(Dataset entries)
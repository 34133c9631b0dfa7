//! Count data access: input normalization, block-wise application and labels

mod adapter;
mod blocks;
mod count_matrix;
mod metadata;

pub use adapter::{normalize, restore, Counts, InputData, TransformedData};
pub use blocks::{
    BlockInfo, BlockMap, BlockParams, BlockSink, BlockStore, BlockedCounts, InMemoryBlocks, StoredEntry,
    DEFAULT_BLOCK_ROWS,
};
pub use count_matrix::CountMatrix;
pub use metadata::SampleMetadata;
#[cfg(test)]
mod tests {
    use super::*;
    use crate::data::{BlockedCounts, InMemoryBlocks};
    use ndarray::{array, s, Array1};
    use sprs::TriMat;

    fn unit_params(alpha: Overdispersion) -> DeltaParams {
        DeltaParams {
            overdispersion: OverdispersionSpec::Fixed(alpha),
            size_factors: SizeFactorSpec::Unit,
            ..DeltaParams::default()
        }
    }

    fn dense(result: TransformedData) -> Array2<f64> {
        match result {
            TransformedData::Dense(m) => m,
            other => panic!("expected dense output, got {:?}", other),
        }
    }

    #[test]
    fn test_acosh_monotone_and_zero() {
        for &alpha in &[1e-6, 0.01, 0.5, 10.0] {
            assert_eq!(acosh_single(0.0, alpha), 0.0);
            let mut prev = 0.0;
            for i in 1..200 {
                let v = acosh_single(i as f64 * 0.37, alpha);
                assert!(v > prev, "not increasing at alpha={}", alpha);
                prev = v;
            }
        }
    }

    #[test]
    fn test_acosh_matches_std_acosh() {
        let (x, alpha) = (25.0_f64, 0.2_f64);
        let expected = (2.0 * alpha * x + 1.0).acosh() / alpha.sqrt();
        assert!((acosh_single(x, alpha) - expected).abs() < 1e-12);
    }

    #[test]
    fn test_small_alpha_approaches_sqrt() {
        for &x in &[0.0, 0.5, 3.0, 100.0] {
            assert!((acosh_single(x, 1e-10) - sqrt_limit(x)).abs() < 1e-6, "x = {}", x);
        }
        // leading error term is 2 sqrt(x) * alpha * x / 6
        let x = 1e4_f64;
        for &alpha in &[1e-8, 1e-10, 1e-12] {
            let gap = sqrt_limit(x) - acosh_single(x, alpha);
            let leading = sqrt_limit(x) * alpha * x / 6.0;
            assert!((gap - leading).abs() < 0.05 * leading + 1e-9, "alpha = {}", alpha);
        }
    }

    #[test]
    fn test_log_and_acosh_converge() {
        // acosh(1 + z) = log(2 + 2z) + O(1/z), so both tend to log(4 alpha x) / sqrt(alpha)
        let alpha = 0.05;
        let gap = |x: f64| acosh_single(x, alpha) - shifted_log_single(x, alpha);
        assert_eq!(gap(0.0), 0.0);
        assert!(gap(1e2) > gap(1e4));
        assert!(gap(1e4) > gap(1e6));
        assert!(gap(1e8).abs() < 1e-3);
    }

    #[test]
    fn test_all_zero_row_stays_zero() {
        let counts = array![[0.0, 0.0, 0.0], [1.0, 5.0, 20.0]];
        for alpha in [0.0, 0.05, 3.0] {
            let out = dense(acosh_transform(counts.clone(), &unit_params(Overdispersion::Scalar(alpha))).unwrap());
            assert!(out.row(0).iter().all(|&v| v == 0.0));
            let out = dense(shifted_log_transform(counts.clone(), &unit_params(Overdispersion::Scalar(alpha))).unwrap());
            assert!(out.row(0).iter().all(|&v| v == 0.0));
        }
    }

    #[test]
    fn test_mixed_equals_separate_halves() {
        let counts = array![[1.0, 4.0, 9.0], [0.0, 2.0, 30.0], [7.0, 0.0, 3.0], [12.0, 15.0, 1.0]];
        let alphas = array![0.0, 0.0, 0.2, 0.2];
        let mut params = unit_params(Overdispersion::PerGene(alphas));
        params.block = BlockParams { block_rows: 3 };
        let mixed = dense(acosh_transform(counts.clone(), &params).unwrap());

        let top = dense(
            acosh_transform(counts.slice(s![0..2, ..]).to_owned(), &unit_params(Overdispersion::Scalar(0.0))).unwrap(),
        );
        let bottom = dense(
            acosh_transform(counts.slice(s![2..4, ..]).to_owned(), &unit_params(Overdispersion::Scalar(0.2))).unwrap(),
        );
        assert_eq!(mixed.slice(s![0..2, ..]), top);
        assert_eq!(mixed.slice(s![2..4, ..]), bottom);
    }

    #[test]
    fn test_regime_classification() {
        assert_eq!(DispersionRegime::classify(&Overdispersion::Scalar(1e-9)), DispersionRegime::AllZero);
        assert_eq!(
            DispersionRegime::classify(&Overdispersion::PerGene(array![0.1, 0.2])),
            DispersionRegime::NoneZero
        );
        assert_eq!(
            DispersionRegime::classify(&Overdispersion::PerGene(array![0.0, 0.2])),
            DispersionRegime::Mixed(ZeroMask::Genes(vec![true, false]))
        );
        assert!(matches!(
            DispersionRegime::classify(&Overdispersion::PerEntry(array![[0.0, 0.2]])),
            DispersionRegime::Mixed(ZeroMask::Entries(_))
        ));
    }

    #[test]
    fn test_per_entry_overdispersion() {
        let counts = array![[4.0, 9.0]];
        let params = unit_params(Overdispersion::PerEntry(array![[0.0, 0.5]]));
        let out = dense(acosh_transform(counts, &params).unwrap());
        assert_eq!(out[[0, 0]], 4.0);
        assert!((out[[0, 1]] - acosh_single(9.0, 0.5)).abs() < 1e-15);
    }

    #[test]
    fn test_size_factors_divide_columns() {
        let counts = array![[2.0, 8.0]];
        let params = DeltaParams {
            overdispersion: OverdispersionSpec::Fixed(Overdispersion::Scalar(0.0)),
            size_factors: SizeFactorSpec::Fixed(array![0.5, 2.0]),
            ..DeltaParams::default()
        };
        // Renormalized to mean 1: [0.4, 1.6]
        let out = dense(acosh_transform(counts, &params).unwrap());
        assert!((out[[0, 0]] - sqrt_limit(2.0 / 0.4)).abs() < 1e-12);
        assert!((out[[0, 1]] - sqrt_limit(8.0 / 1.6)).abs() < 1e-12);
    }

    #[test]
    fn test_shifted_log_floor_and_pseudo_count() {
        let counts = array![[10.0]];
        let floored = dense(shifted_log_transform(counts.clone(), &unit_params(Overdispersion::Scalar(0.0))).unwrap());
        assert!((floored[[0, 0]] - shifted_log_single(10.0, 0.001)).abs() < 1e-12);

        let mut params = unit_params(Overdispersion::Scalar(0.3));
        params.pseudo_count = Some(Overdispersion::Scalar(1.0));
        let out = dense(shifted_log_transform(counts.clone(), &params).unwrap());
        assert!((out[[0, 0]] - shifted_log_single(10.0, 0.25)).abs() < 1e-12);

        params.pseudo_count = Some(Overdispersion::Scalar(0.0));
        assert!(matches!(
            shifted_log_transform(counts, &params),
            Err(TransformError::InvalidInput { .. })
        ));
    }

    #[test]
    fn test_vector_round_trip() {
        let v = Array1::from_vec(vec![0.0, 1.0, 4.0, 9.0]);
        match acosh_transform(v, &unit_params(Overdispersion::Scalar(0.0))).unwrap() {
            TransformedData::Vector(out) => assert_eq!(out, array![0.0, 2.0, 4.0, 6.0]),
            other => panic!("expected a vector, got {:?}", other),
        }
    }

    #[test]
    fn test_sparse_stays_sparse() {
        let mut tri = TriMat::new((3, 2));
        tri.add_triplet(0, 0, 4.0);
        tri.add_triplet(2, 1, 9.0);
        let sparse: sprs::CsMat<f64> = tri.to_csr();
        let out = acosh_transform(sparse, &unit_params(Overdispersion::Scalar(0.1))).unwrap();
        match out {
            TransformedData::Sparse(m) => {
                assert_eq!(m.nnz(), 2);
                let v = m.get(2, 1).copied().unwrap_or(0.0);
                assert!((v - acosh_single(9.0, 0.1)).abs() < 1e-12);
            }
            other => panic!("expected sparse output, got {:?}", other),
        }
    }

    #[test]
    fn test_blocked_input_into_sink() {
        let counts = array![[0.0, 3.0, 8.0], [1.0, 0.0, 2.0], [5.0, 5.0, 5.0], [0.0, 0.0, 0.0]];
        let params = DeltaParams {
            block: BlockParams { block_rows: 3 },
            ..unit_params(Overdispersion::Scalar(0.2))
        };
        let expected = dense(acosh_transform(counts.clone(), &params).unwrap());

        let store = InMemoryBlocks::from_dense(&counts, &params.block);
        let (blocked, _) = normalize(InputData::Blocked(BlockedCounts::new(store))).unwrap();
        let mut sink = InMemoryBlocks::new(3);
        delta_transform_into(&blocked, DeltaFamily::Acosh, &params, None, &IrlsFitter::default(), &mut sink).unwrap();
        assert_eq!(sink.to_dense().unwrap(), expected);
    }

    #[test]
    fn test_wrong_overdispersion_length() {
        let counts = array![[1.0, 2.0], [3.0, 4.0]];
        let params = unit_params(Overdispersion::PerGene(array![0.1, 0.2, 0.3]));
        assert!(matches!(
            acosh_transform(counts, &params),
            Err(TransformError::DimensionMismatch { .. })
        ));
    }
}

- [Directions for this task]:
Look through the data and gather every line with the string "metadata" in it.

- [Result for this exercise]:
mod metadata;
pub use metadata::SampleMetadata;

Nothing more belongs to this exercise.